Shares of Goodyear Tire (NYSE:GT) sold-off sharply following the release of Q1 2014 results. The company missed consensus estimates for sales and earnings. Excluding one-time charges, Q1 EPS of $0.56 was $0.04 below consensus while revenues of $4.47 billion fell short of estimates by $310 million in the similar period.

Investors were clearly unsympathetic to the impact of cold weather in the northeast U.S. and problems in Latin America (primarily Venezuela). That said, we believe selling pressure was exacerbated by both the perception of "weak" results and disparity to consensus estimates. It was a "shoot first and ask questions later" situation.

However, the post-earnings decline appears to be exaggerated and current valuations place GT on our stocks-to-watch list. The primary catalyst to our "over-sold" thesis is that investors may be discounting the operational progress GT has achieved in recent years.

For disclosure, portfolios we manage have previously owned equity in Cooper Tire (NYSE:CTB) and held positions in GT bonds.

GT Management Tackles Legacy Issues: One of the more positive actions taken by GT management was a $1.15 billion cash contribution to the company's pension plan earlier this year.

We view this event as "transformational" in that it allows the company to freeze the defined benefit plan and reduce employee benefit obligations. The action of fully funding a pension plan with cash is shareholder positive for several reasons:

  • Provides additional transparency to the underlying tire business;
  • Signals management confidence in generating future cash-flow; and
  • Increases prospects for improved earnings going forward.

From a financial perspective, this eliminates projected future obligations for retiree healthcare benefits. It also removes a projected $1.3 billion from the balance sheet, which management believes will improve cash flow by $145 million a year.

GT Pension Liability (% of Quarterly Assets) data by YCharts

Are investors ignoring overall margin improvement?: GT shares declined 10% in response to the Q1 report. Relative to consensus estimates, earnings missed by 6.6% and revenues were almost 7% light of street expectations.
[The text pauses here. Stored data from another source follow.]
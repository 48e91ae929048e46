use serde::{Deserialize, Serialize};

/// A spreadsheet cell: text, a number, or nothing.
///
/// Serialization is untagged so rows write as plain JSON scalars
/// (`"Bob"`, `30.0`, `null`).
#[derive(Debug, Clone, PartialEq, Serialize, Deserialize)]
#[serde(untagged)]
pub enum CellValue {
    Null,
    Number(f64),
    Text(String),
}

impl CellValue {
    pub fn text(value: impl Into<String>) -> Self {
        CellValue::Text(value.into())
    }

    pub fn number(value: impl Into<f64>) -> Self {
        CellValue::Number(value.into())
    }

    /// True when the cell is null or an empty string.
    pub fn is_blank(&self) -> bool {
        match self {
            CellValue::Null => true,
            CellValue::Text(text) => text.is_empty(),
            CellValue::Number(_) => false,
        }
    }

    /// Numeric view of the cell: numbers pass through, text parses via
    /// [`parse_numeral`], null has no numeric view.
    pub fn as_number(&self) -> Option<f64> {
        match self {
            CellValue::Number(value) => Some(*value),
            CellValue::Text(text) => parse_numeral(text),
            CellValue::Null => None,
        }
    }

    /// Display form: text as-is, numbers without trailing zeros, null as
    /// the empty string.
    pub fn render(&self) -> String {
        match self {
            CellValue::Text(text) => text.clone(),
            CellValue::Number(value) => format_number(*value),
            CellValue::Null => String::new(),
        }
    }
}

/// Parse a numeral the way normalization coerces numbers: trim first,
/// reject the empty string, accept only finite values. Null and blank
/// cells never count as numeric.
pub fn parse_numeral(raw: &str) -> Option<f64> {
    let trimmed = raw.trim();
    if trimmed.is_empty() {
        return None;
    }
    trimmed.parse::<f64>().ok().filter(|value| value.is_finite())
}

/// Format a number without a trailing fractional part.
pub fn format_number(value: f64) -> String {
    if value.fract() == 0.0 && value.abs() < 1e15 {
        format!("{}", value as i64)
    } else {
        value.to_string()
    }
}
//! 宿主文件系统框架与具体文件系统之间的契约
//!
//! 具体文件系统只需认识这里的类型：目录项、权限、元信息、错误，
//! 以及读写时宿主提供的缓冲区与目录项接收端。

#![no_std]

extern crate alloc;

mod dirent;
mod error;
mod io;
mod stat;

pub use self::{
    dirent::{DirEntry, DirEntryType, DirSink},
    error::{Error, Resource},
    io::{ReadBuf, WriteBuf},
    stat::{Mode, Permission, Stat, StatFs},
};
//! # 控制层
//!
//! 超级块 + 分组表。
//! 新 inode 按轮转选取分组，目录与文件操作按 inode 编号派发到所属分组。

use alloc::boxed::Box;
use alloc::sync::Arc;
use alloc::vec::Vec;

use spin::Mutex;
use vfs::{DirEntry, DirEntryType, DirSink, Error, Mode, ReadBuf, Stat, StatFs, WriteBuf};

use crate::config::{self, Geometry};
use crate::layout::{DirRecord, Group, InodeInfo};
use crate::{BlockId, Inode, InodeId};

#[derive(Debug)]
pub struct RamFileSystem {
    magic: u64,
    version: u64,
    geometry: Geometry,
    groups: Box<[Group]>,
    /// 上一次分配 inode 的分组
    last_group: Mutex<usize>,
    root: InodeId,
}

impl RamFileSystem {
    /// 挂载：建立所有分组，创建根目录。
    ///
    /// 根目录的`.`与`..`都指向它自己。
    pub fn new(geometry: Geometry) -> Result<Arc<Self>, Error> {
        geometry.validate()?;

        let mut groups = Vec::new();
        groups
            .try_reserve_exact(geometry.groups)
            .map_err(|_| Error::AllocationFailure)?;
        for index in 0..geometry.groups {
            match Group::new(index, &geometry) {
                Ok(group) => groups.push(group),
                Err(e) => {
                    // 已建立的分组随 groups 一同释放
                    log::error!("mount failed at group {index}: {e}");
                    return Err(e);
                }
            }
        }

        let mut fs = Self {
            magic: config::MAGIC,
            version: config::VERSION,
            geometry,
            groups: groups.into_boxed_slice(),
            last_group: Mutex::new(0),
            root: InodeId::from(0),
        };

        let root = fs.alloc_inode(Mode::directory(config::ROOT_PERM))?;
        fs.add_entry(root, ".", root)?;
        fs.add_entry(root, "..", root)?;
        fs.root = root;

        log::info!(
            "mounted: magic {:#x}, {} groups, {} bytes of data, root {root}",
            fs.magic,
            fs.groups.len(),
            geometry.data_bytes()
        );

        Ok(Arc::new(fs))
    }

    #[inline]
    pub fn root(self: &Arc<Self>) -> Inode {
        Inode::new(self.clone(), self.root)
    }

    #[inline]
    pub fn root_id(&self) -> InodeId {
        self.root
    }

    #[inline]
    pub fn magic(&self) -> u64 {
        self.magic
    }

    #[inline]
    pub fn version(&self) -> u64 {
        self.version
    }

    #[inline]
    pub fn geometry(&self) -> &Geometry {
        &self.geometry
    }

    #[inline]
    pub fn groups(&self) -> &[Group] {
        &self.groups
    }

    /// 轮转到下一个分组分配 inode。
    ///
    /// 该分组耗尽即失败，不会去别的分组找；失败时轮转位置不变。
    pub fn alloc_inode(&self, mode: Mode) -> Result<InodeId, Error> {
        let mut last_group = self.last_group.lock();
        let next = (*last_group + 1) % self.groups.len();
        let id = self.groups[next].alloc_inode(mode)?;
        *last_group = next;
        Ok(id)
    }

    /// 宿主回收 inode 对象时调用。
    ///
    /// 引擎不缓存 inode 的临时状态，只确认它仍然有效。
    pub fn recycle_inode(&self, id: InodeId) -> Result<(), Error> {
        self.with_inode(id, |inode, _| {
            log::debug!("recycle inode {}", inode.id());
            Ok(())
        })
    }

    /// 归还 inode 及其块链
    pub fn release_inode(&self, id: InodeId) -> Result<(), Error> {
        self.with_inode(id, |inode, group| {
            group.release_inode(inode);
            Ok(())
        })
    }

    /// 为`id`分配一个块，接在块链末尾
    pub fn alloc_block(&self, id: InodeId) -> Result<BlockId, Error> {
        self.with_inode(id, |inode, group| group.alloc_block(inode))
    }

    fn locate(&self, id: InodeId) -> Result<(&Group, &Mutex<InodeInfo>), Error> {
        let (group, slot) = id.decode().ok_or(Error::InvalidInode)?;
        let group = self.groups.get(group).ok_or(Error::InvalidInode)?;
        let inode = group.inode(slot).ok_or(Error::InvalidInode)?;
        Ok((group, inode))
    }

    /// 锁住`id`的描述符后执行`f`
    fn with_inode<V>(
        &self,
        id: InodeId,
        f: impl FnOnce(&mut InodeInfo, &Group) -> Result<V, Error>,
    ) -> Result<V, Error> {
        let (group, inode) = self.locate(id)?;
        let mut inode = inode.lock();
        if !inode.is_in_use() {
            return Err(Error::InvalidInode);
        }
        f(&mut *inode, group)
    }

    pub fn add_entry(&self, dir: InodeId, name: &str, target: InodeId) -> Result<(), Error> {
        self.with_inode(dir, |inode, group| inode.add_entry(name, target, group))
            .inspect_err(|e| log::error!("dir {dir}: failed to add {name:?}: {e}"))
    }

    pub fn lookup(&self, dir: InodeId, name: &str) -> Result<InodeId, Error> {
        self.with_inode(dir, |inode, group| inode.find_entry(name, group))
    }

    pub fn kind_of(&self, id: InodeId) -> Result<DirEntryType, Error> {
        self.with_inode(id, |inode, _| Ok(inode.mode().ty))
    }

    /// 从`start`开始的目录项，逐项加锁读取
    pub fn entries(&self, dir: InodeId, start: u64) -> Result<DirEntries<'_>, Error> {
        self.with_inode(dir, |inode, _| {
            if inode.is_dir() {
                Ok(())
            } else {
                Err(Error::NotADirectory)
            }
        })?;

        Ok(DirEntries {
            fs: self,
            dir,
            offset: start,
            error: None,
        })
    }

    /// 从`*pos`开始把目录项交给`sink`，直到目录末尾或被拒收。
    ///
    /// 每交付成功一项，`*pos`前进到下一项。
    /// 目标 inode 不再有效的项照常交付，类型为 [`DirEntryType::Unknown`]。
    pub fn enumerate<S>(&self, dir: InodeId, pos: &mut u64, sink: &mut S) -> Result<(), Error>
    where
        S: DirSink + ?Sized,
    {
        let mut entries = self.entries(dir, *pos)?;
        for record in entries.by_ref() {
            let next = record.next();
            let entry = DirEntry {
                inode: record.inode.into(),
                ty: self.kind_of(record.inode).unwrap_or(DirEntryType::Unknown),
                name: record.name,
            };
            if !sink.accept(entry) {
                break;
            }
            *pos = next;
        }

        match entries.error() {
            Some(e) => Err(e),
            None => Ok(()),
        }
    }

    /// 在`dir`下创建名为`name`的文件或目录。
    ///
    /// 新目录先写入`.`与`..`。任何一步失败，新分配的 inode 都会被归还。
    pub fn create_entry(&self, dir: InodeId, name: &str, mode: Mode) -> Result<InodeId, Error> {
        if name.is_empty() || name.contains(['/', '\0']) {
            return Err(Error::InvalidName);
        }
        match self.lookup(dir, name) {
            Ok(_) => return Err(Error::AlreadyExists),
            Err(Error::NotFound) => {}
            Err(e) => return Err(e),
        }

        let id = self.alloc_inode(mode)?;
        if let Err(e) = self.link(dir, name, id, mode) {
            if let Err(e) = self.release_inode(id) {
                log::warn!("failed to release inode {id}: {e}");
            }
            return Err(e);
        }

        log::debug!("dir {dir}: created {name:?} -> {id}");

        Ok(id)
    }

    fn link(&self, dir: InodeId, name: &str, id: InodeId, mode: Mode) -> Result<(), Error> {
        if mode.is_dir() {
            self.add_entry(id, ".", id)?;
            self.add_entry(id, "..", dir)?;
        }

        self.with_inode(dir, |inode, group| match inode.find_entry(name, group) {
            Ok(_) => Err(Error::AlreadyExists),
            Err(Error::NotFound) => inode.add_entry(name, id, group),
            Err(e) => Err(e),
        })
    }

    pub fn read_at<B>(&self, id: InodeId, offset: u64, buf: &mut B) -> Result<usize, Error>
    where
        B: ReadBuf + ?Sized,
    {
        self.with_inode(id, |inode, group| {
            if inode.is_dir() {
                return Err(Error::IsADirectory);
            }
            inode.read_at(offset, buf, group)
        })
    }

    pub fn write_at<B>(&self, id: InodeId, offset: u64, buf: &B) -> Result<usize, Error>
    where
        B: WriteBuf + ?Sized,
    {
        self.with_inode(id, |inode, group| {
            if inode.is_dir() {
                return Err(Error::IsADirectory);
            }
            inode.write_at(offset, buf, group)
        })
    }

    pub fn stat(&self, id: InodeId) -> Result<Stat, Error> {
        self.with_inode(id, |inode, group| Ok(inode.stat(group.block_size())))
    }

    pub fn statfs(&self) -> StatFs {
        let mut statfs = StatFs {
            magic: self.magic,
            block_size: self.geometry.block_size as u64,
            groups: self.groups.len() as u64,
            total_inodes: 0,
            free_inodes: 0,
            total_blocks: 0,
            free_blocks: 0,
        };
        for group in &self.groups {
            statfs.total_inodes += group.inode_count() as u64;
            statfs.free_inodes += group.free_inodes() as u64;
            statfs.total_blocks += group.block_count() as u64;
            statfs.free_blocks += group.free_blocks() as u64;
        }
        statfs
    }
}
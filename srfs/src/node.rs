//! # 索引节点层
//!
//! 宿主看到的对象：[`Inode`]是文件系统中的一个节点，
//! [`File`]是一次打开，带着自己的读写位置。

use alloc::sync::Arc;
use alloc::vec::Vec;

use enumflags2::{BitFlags, bitflags};
use spin::Mutex;
use vfs::{DirEntry, DirEntryType, DirSink, Error, Mode, Permission, ReadBuf, Stat, WriteBuf};

use crate::{InodeId, RamFileSystem};

#[derive(Debug, Clone)]
pub struct Inode {
    fs: Arc<RamFileSystem>,
    id: InodeId,
}

impl Inode {
    #[inline]
    pub fn new(fs: Arc<RamFileSystem>, id: InodeId) -> Self {
        Self { fs, id }
    }

    #[inline]
    pub fn id(&self) -> InodeId {
        self.id
    }

    #[inline]
    pub fn fs(&self) -> &Arc<RamFileSystem> {
        &self.fs
    }

    pub fn kind(&self) -> Result<DirEntryType, Error> {
        self.fs.kind_of(self.id)
    }

    /// 目录
    pub fn lookup(&self, name: &str) -> Result<Self, Error> {
        let id = self.fs.lookup(self.id, name)?;
        Ok(Self::new(self.fs.clone(), id))
    }

    /// 目录
    ///
    /// # 参数
    ///
    /// `relat_path`: 相对于[`Inode`]的路径，以`/`分隔，空的部分被忽略。
    pub fn find(&self, relat_path: &str) -> Result<Self, Error> {
        let mut inode = self.clone();
        for cmp in relat_path.split('/').filter(|cmp| !cmp.is_empty()) {
            if inode.kind()? != DirEntryType::Directory {
                log::error!("middle segment {cmp:?} isn't under a directory");
                return Err(Error::NotADirectory);
            }
            inode = inode.lookup(cmp)?;
        }
        Ok(inode)
    }

    /// 目录
    pub fn create(&self, name: &str, mode: Mode) -> Result<Self, Error> {
        let id = self.fs.create_entry(self.id, name, mode)?;
        Ok(Self::new(self.fs.clone(), id))
    }

    /// 目录
    #[inline]
    pub fn create_file(&self, name: &str, perm: BitFlags<Permission>) -> Result<Self, Error> {
        self.create(name, Mode::regular(perm))
    }

    /// 目录
    #[inline]
    pub fn mkdir(&self, name: &str, perm: BitFlags<Permission>) -> Result<Self, Error> {
        self.create(name, Mode::directory(perm))
    }

    /// 文件
    #[inline]
    pub fn read_at<B>(&self, offset: u64, buf: &mut B) -> Result<usize, Error>
    where
        B: ReadBuf + ?Sized,
    {
        self.fs.read_at(self.id, offset, buf)
    }

    /// 文件
    #[inline]
    pub fn write_at<B>(&self, offset: u64, buf: &B) -> Result<usize, Error>
    where
        B: WriteBuf + ?Sized,
    {
        self.fs.write_at(self.id, offset, buf)
    }

    /// 目录
    ///
    /// 从`at`开始把目录项交给`sink`，返回下次开始的位置。
    pub fn ls_at<S>(&self, at: u64, sink: &mut S) -> Result<u64, Error>
    where
        S: DirSink + ?Sized,
    {
        let mut pos = at;
        self.fs.enumerate(self.id, &mut pos, sink)?;
        Ok(pos)
    }

    /// 目录
    pub fn ls(&self) -> Result<Vec<DirEntry>, Error> {
        let mut entries: Vec<DirEntry> = Vec::new();
        self.ls_at(0, &mut entries)?;
        Ok(entries)
    }

    pub fn stat(&self) -> Result<Stat, Error> {
        self.fs.stat(self.id)
    }
}

#[rustfmt::skip]
#[bitflags]
#[repr(u8)]
#[derive(Debug, Clone, Copy, PartialEq, Eq)]
pub enum OpenFlag {
    Read   = 0b001,
    Write  = 0b010,
    /// 每次写之前把位置移到文件末尾
    Append = 0b100,
}

/// 表示一次打开的文件或目录
#[derive(Debug)]
pub struct File {
    flags: BitFlags<OpenFlag>,
    inode: Inode,
    /// 文件内的字节偏移；对目录而言是目录项的字节偏移
    offset: Mutex<u64>,
}

impl File {
    #[inline]
    pub fn new(inode: Inode, flags: BitFlags<OpenFlag>) -> Self {
        Self {
            flags,
            inode,
            offset: Mutex::new(0),
        }
    }

    /// 打开`dir`下`path`所指的节点
    pub fn open(dir: &Inode, path: &str, flags: BitFlags<OpenFlag>) -> Result<Self, Error> {
        Ok(Self::new(dir.find(path)?, flags))
    }

    #[inline]
    pub fn inode(&self) -> &Inode {
        &self.inode
    }

    #[inline]
    pub fn readable(&self) -> bool {
        self.flags.contains(OpenFlag::Read)
    }

    #[inline]
    pub fn writable(&self) -> bool {
        self.flags.intersects(OpenFlag::Write | OpenFlag::Append)
    }

    #[inline]
    pub fn offset(&self) -> u64 {
        *self.offset.lock()
    }

    #[inline]
    pub fn seek(&self, pos: u64) {
        *self.offset.lock() = pos;
    }

    pub fn read<B>(&self, buf: &mut B) -> Result<usize, Error>
    where
        B: ReadBuf + ?Sized,
    {
        if !self.readable() {
            return Err(Error::AccessDenied);
        }

        let mut offset = self.offset.lock();
        let read_size = self.inode.read_at(*offset, buf)?;
        *offset += read_size as u64;
        Ok(read_size)
    }

    pub fn write<B>(&self, buf: &B) -> Result<usize, Error>
    where
        B: WriteBuf + ?Sized,
    {
        if !self.writable() {
            return Err(Error::AccessDenied);
        }

        let mut offset = self.offset.lock();
        if self.flags.contains(OpenFlag::Append) {
            *offset = self.inode.stat()?.size;
        }
        let write_size = self.inode.write_at(*offset, buf)?;
        *offset += write_size as u64;
        Ok(write_size)
    }

    /// 从当前位置读到文件末尾
    pub fn read_all(&self) -> Result<Vec<u8>, Error> {
        let mut buffer = [0u8; 512];

        let mut bytes = Vec::new();
        loop {
            match self.read(&mut buffer[..]) {
                Ok(len) => bytes.extend_from_slice(&buffer[..len]),
                Err(Error::InvalidOffset) => break,
                Err(e) => return Err(e),
            }
        }
        Ok(bytes)
    }

    /// 从当前位置继续枚举目录，返回消耗的目录字节数
    pub fn getdents<S>(&self, sink: &mut S) -> Result<u64, Error>
    where
        S: DirSink + ?Sized,
    {
        if !self.readable() {
            return Err(Error::AccessDenied);
        }

        let mut offset = self.offset.lock();
        let start = *offset;
        *offset = self.inode.ls_at(start, sink)?;
        Ok(*offset - start)
    }

    #[inline]
    pub fn stat(&self) -> Result<Stat, Error> {
        self.inode.stat()
    }
}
It should also be noted that in a Regulation FD Disclosure filed April 10, 2014, the company warned investors on the issues in Venezuela and Latin America. Problems in Venezuela are not unique to GT and the aforementioned disclosure was announced three-weeks prior to release of Q1 2014 results.

However, GT did manage to improve U.S. operating margins by 240 bps to 8.3% in the latest quarter (Y-Y). Europe/Middle East/Africa operating margins were 6.1% in Q1 2014 versus 1.9% in Q1 2013.

In contrast, Operating margins for Asia and Latin America declined in Q1 2014 due to lower operating income. Currency fluctuations in both regions accounted for much of the margin contraction in those segments.

GT Operating Margin (Quarterly) data by YCharts

That said, it is difficult to ignore the operating margin progress made by GT in recent years (see chart above). When you consider that GT (and most tire manufacturers) are extremely capital intensive, any improvement in one or more inter-segment operating regions should be viewed as significant.

Caveats are plenty: In addition to the macro factors cited by the company in Q1 results, there are numerous other potential headwinds that could derail our "over-sold" thesis on GT. Several of the obvious risks that come to mind include:

  • Rising input costs;
  • Labor disruptions;
  • Supply chain interruptions;
  • Quality control issues; and
  • Geopolitical events.

GT also faces competition from other tire manufacturers, which by default exposes GT to pricing pressures, discounting schemes and other strategies employed to grow / maintain market share.

Closing comments: GT's share price does appear to be recovering from the post-earnings report low of $24.90 reached on April 30th.

GT data by YCharts

Resistance at the $25.75 area suggests a possibility that GT shares might revisit the April 30 lows. We are not technicians, but the failure to push through resistance or retrace to the $26 area (morning of April 29th) tells us to be patient.

However, we would be tempted to initiate a partial position on any pullback to $25 or under. In the event of broader equity market consolidation, we would be looking for the $24 area to step-in or add to positions.

Disclosure: I have no positions in any stocks mentioned, but may initiate a long position in GT over the next 72 hours. I wrote this article myself, and it expresses my own opinions. I am not receiving compensation for it (other than from Seeking Alpha). I have no business relationship with any company whose stock is mentioned in this article.